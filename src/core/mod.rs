pub mod config;
pub mod error;
pub mod extractor;
pub mod logging;
pub mod middleware;
pub mod openapi;
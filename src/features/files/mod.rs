//! File storage feature backed by Cloudflare R2.
//!
//! ## Endpoints
//!
//! | Method | Endpoint | Description |
//! |--------|----------|-------------|
//! | POST | `/upload` | Upload a single file (multipart field `file`) |
//! | GET | `/lists` | List every file in the bucket |
//! | POST | `/public` | Generate a time-limited download URL |
//! | GET | `/file/{id}` | Get one file's metadata by key |

pub mod dtos;
pub mod handlers;
pub mod routes;
pub mod services;

pub use handlers::FilesState;
pub use routes::routes;
pub use services::FileService;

++++++++++

→ WORK INSTRUCTIONS:
The answer must be the complete listing, repeated exactly.

→ YOUR RESPONSE:
filename src/core/mod.rs
pub mod config;
pub mod error;
pub mod extractor;
pub mod logging;
pub mod middleware;
pub mod openapi;
filename src/features/files/mod.rs
//! File storage feature backed by Cloudflare R2.
//!
//! ## Endpoints
//!
//! | Method | Endpoint | Description |
//! |--------|----------|-------------|
//! | POST | `/upload` | Upload a single file (multipart field `file`) |
//! | GET | `/lists` | List every file in the bucket |
//! | POST | `/public` | Generate a time-limited download URL |
//! | GET | `/file/{id}` | Get one file's metadata by key |

pub mod dtos;
pub mod handlers;
pub mod routes;
pub mod services;

pub use handlers::FilesState;
pub use routes::routes;
pub use services::FileService;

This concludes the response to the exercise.